Une fois ces questions réglées, j'ai donné une grande partie de l'argent à Ingrid. Avec Henry, ils avaient déjà mis de l'argent de côté, et ils ont pu s'acheter une nouvelle maison, dans les faubourgs de Glasgow, près de la campagne. Ils ne vivent plus en ville, et même si Henry a un peu plus de route à faire pour aller travailler, ils s'y plaisent. J'ai gardé aussi de l'argent pour Véra et Mickaël, et un peu pour moi, pour parer à l'imprévu, en plus de ma petite pension. Je n'ai pas de gros besoins, j'ai la maison, je continue à faire un petit potager. Et si j'ai besoin de viande de mouton... je n'ai qu'à demander à mon neveu, il est ravi de m'en fournir !

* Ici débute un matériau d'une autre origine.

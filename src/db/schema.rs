//! SQL DDL for the gateway's local state.

/// SQLite schema with:
/// - `cache_entries`: one row per cached upstream response, `size` counts key + payload bytes
/// - `search_history`: recent recommendation queries per user
pub const SQLITE_INIT: &str = r#"
CREATE TABLE IF NOT EXISTS cache_entries (
    key TEXT PRIMARY KEY,
    payload TEXT NOT NULL, -- JSON
    size INTEGER NOT NULL,
    stored_at INTEGER NOT NULL -- unix millis
);

CREATE INDEX IF NOT EXISTS idx_cache_entries_stored_at ON cache_entries(stored_at);

CREATE TABLE IF NOT EXISTS search_history (
    id INTEGER PRIMARY KEY AUTOINCREMENT,
    user_key TEXT NOT NULL,
    query TEXT NOT NULL,
    searched_at INTEGER NOT NULL,
    UNIQUE(user_key, query)
);

CREATE INDEX IF NOT EXISTS idx_search_history_user ON search_history(user_key, searched_at);
"#;
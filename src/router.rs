use axum::{
    Json, Router,
    extract::{FromRef, State},
    http::{
        HeaderName, HeaderValue, Method,
        header::{AUTHORIZATION, CONTENT_TYPE},
    },
    routing::{delete, get, post},
};
use serde_json::{Value, json};
use std::sync::Arc;
use std::time::Duration;
use tower_http::cors::{AllowOrigin, CorsLayer};
use tower_http::trace::TraceLayer;
use tracing::warn;

use crate::AnidexError;
use crate::api::{BackendApi, JikanApi, RateLimitRetry, build_http_client};
use crate::config::Config;
use crate::db::{CacheStorage, HistoryStorage, SqlitePool};
use crate::handlers::{admin, catalog, community, genres, lists, recommend, users};
use crate::middleware::auth::{ADMIN_KEY_HEADER, AdminKey, USER_EMAIL_HEADER, USER_ID_HEADER};
use crate::service::{CatalogService, CommunityService, ListService, RecommendService, UserService};

#[derive(Clone)]
pub struct AnidexState {
    pub catalog: CatalogService,
    pub recommend: RecommendService,
    pub lists: ListService,
    pub community: CommunityService,
    pub users: UserService,
    pub admin_key: AdminKey,
    pub pool: SqlitePool,
}

impl AnidexState {
    /// Wire every service from configuration and an initialized pool.
    pub fn new(cfg: &Config, pool: SqlitePool) -> Result<Self, AnidexError> {
        let client = build_http_client(&cfg.upstream)?;
        let jikan = JikanApi::new(
            client.clone(),
            &cfg.upstream,
            RateLimitRetry::from(&cfg.retry),
        );
        let backend = BackendApi::new(client, &cfg.upstream);
        let cache = CacheStorage::new(
            pool.clone(),
            cfg.cache.soft_limit_bytes,
            cfg.cache.evict_fraction,
        );
        let history = HistoryStorage::new(pool.clone());

        Ok(Self {
            catalog: CatalogService::new(jikan.clone(), cache, &cfg.cache, &cfg.retry),
            recommend: RecommendService::new(backend.clone(), jikan.clone(), history),
            lists: ListService::new(backend.clone(), jikan.clone()),
            community: CommunityService::new(backend.clone(), jikan),
            users: UserService::new(backend),
            admin_key: AdminKey(Arc::from(cfg.basic.admin_key.as_str())),
            pool,
        })
    }
}

impl FromRef<AnidexState> for AdminKey {
    fn from_ref(state: &AnidexState) -> Self {
        state.admin_key.clone()
    }
}

pub fn anidex_router(state: AnidexState, cfg: &Config) -> Router {
    let api = Router::new()
        // catalog
        .route("/anime/search", get(catalog::search))
        .route("/anime/top", get(catalog::top))
        .route("/anime/season/now", get(catalog::season_now))
        .route("/anime/trending", get(catalog::trending))
        .route("/anime/random", get(catalog::random))
        .route("/anime/{id}", get(catalog::anime))
        .route("/anime/{id}/full", get(catalog::anime_full))
        .route("/genres", get(genres::list))
        .route("/genres/{name}", get(genres::details))
        .route("/genres/{name}/refresh", post(genres::refresh))
        // recommendations
        .route("/recommend", post(recommend::recommend))
        .route("/recommend/suggestions", get(recommend::suggestions))
        .route("/recommend/lucky", get(recommend::lucky))
        .route("/recommend/history", get(recommend::history))
        // per-user lists
        .route(
            "/wishlist",
            get(lists::wishlist).post(lists::add_to_wishlist),
        )
        .route("/wishlist/{id}", delete(lists::remove_from_wishlist))
        .route("/wishlist/{id}/watched", post(lists::mark_watched))
        .route("/watchlist", get(lists::watchlist))
        .route("/watchlist/{id}", delete(lists::remove_from_watchlist))
        // community
        .route("/votes", post(community::vote_anime))
        .route("/votes/top", get(community::top_voted))
        .route("/votes/community", post(community::community_vote))
        .route(
            "/topics",
            get(community::topics).post(community::create_topic),
        )
        .route("/topics/{id}", get(community::topic))
        .route("/topics/{id}/vote", post(community::vote_topic))
        .route("/topics/{id}/comments", post(community::add_comment))
        .route("/comments/{id}/vote", post(community::vote_comment))
        .route("/users/sync", post(users::sync))
        .route("/news", get(community::news));

    let admin = Router::new().route(
        "/cache",
        get(admin::cache_stats).delete(admin::clear_cache),
    );

    Router::new()
        .route("/health", get(health))
        .nest("/api", api)
        .nest("/admin", admin)
        .layer(TraceLayer::new_for_http())
        .layer(cors_layer(&cfg.basic.cors_origins))
        .with_state(state)
}

/// Reports whether the local store answers; upstreams are not probed.
async fn health(State(state): State<AnidexState>) -> Json<Value> {
    let database = match sqlx::query("SELECT 1").execute(&state.pool).await {
        Ok(_) => "ok",
        Err(e) => {
            warn!(error = %e, "health check: database unavailable");
            "unavailable"
        }
    };
    Json(json!({"status": "ok", "database": database}))
}

/// Empty `origins` allows any origin. Unparseable origins are skipped.
pub fn cors_layer(origins: &[String]) -> CorsLayer {
    let allow_origin = if origins.is_empty() {
        AllowOrigin::any()
    } else {
        let parsed: Vec<HeaderValue> = origins
            .iter()
            .filter_map(|o| match o.parse() {
                Ok(v) => Some(v),
                Err(e) => {
                    warn!(origin = %o, error = %e, "ignoring invalid CORS origin");
                    None
                }
            })
            .collect();
        AllowOrigin::list(parsed)
    };

    CorsLayer::new()
        .allow_origin(allow_origin)
        .allow_methods([Method::GET, Method::POST, Method::DELETE])
        .allow_headers([
            CONTENT_TYPE,
            AUTHORIZATION,
            HeaderName::from_static(ADMIN_KEY_HEADER),
            HeaderName::from_static(USER_EMAIL_HEADER),
            HeaderName::from_static(USER_ID_HEADER),
        ])
        .max_age(Duration::from_secs(3600))
}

Même si je vis seule, je ne suis pas isolée pour autant. D'abord la ferme de John n'est pas loin et lui ou sa femme passent souvent. Dès qu'ils ont besoin d'aller à Fort William, ils me le disent et j'en profite pour descendre avec eux si j'ai des courses à faire ou alors, ils me remontent ce dont j'ai besoin. Il y aussi d'autres voisins, car quelques maisons se sont construites autour de chez nous. Ce sont des gens serviables, je peux toujours leur demander un service. J'en rends aussi, en faisant un peu de couture, en gardant un enfant quand les parents doivent s'absenter pour une raison ou une autre. Je fais un peu figure de mamie pour tout le quartier. Et puis Ingrid et Henry, Véra et Jimmy, viennent me voir souvent. Quant à Mickaël, dès qu'il a des vacances, il vient les passer ici. Il a terminé ses études deux ans après le décès de Steven, et a travaillé ensuite quelques temps à Paris. Après sa rupture avec Ann-Aël, il a rencontré une autre jeune fille, Lilou. Mais cela n'a pas tenu. Elle l'a quitté et il en a souffert. Dès qu'il a pu, il est venu "recharger les batteries" ici. Cela lui a fait du bien, et il est reparti plus serein. Il a donc commencé à travailler à Paris, puis il a trouvé une place de second, à Londres. Je devinais qu'il voulait rentrer par ici et, un jour, il m'a appelée en me disant qu'il avait trouvé une place à Glasgow, dans un des bons restaurants de la rive gauche de la Clyde.

Je me souviens lui avoir demandé à quel poste, et quand il m'a dit que c'était comme chef cuisinier, je me suis demandé s'il y arriverait. Il était jeune, il n'avait pas beaucoup d'expérience. Mais il était déjà enthousiaste et il ne m'a pas laissé beaucoup le temps de me reprendre, car déjà il me disait :

- C'est grâce à toi, Mummy ! Avec le bagage français que j'ai, ça a séduit le patron tout de suite !

Quelques mois plus tard, il parvenait aussi à y faire embaucher Sam... qui, lui, avait fait l'école hôtelière d'Edimbourg.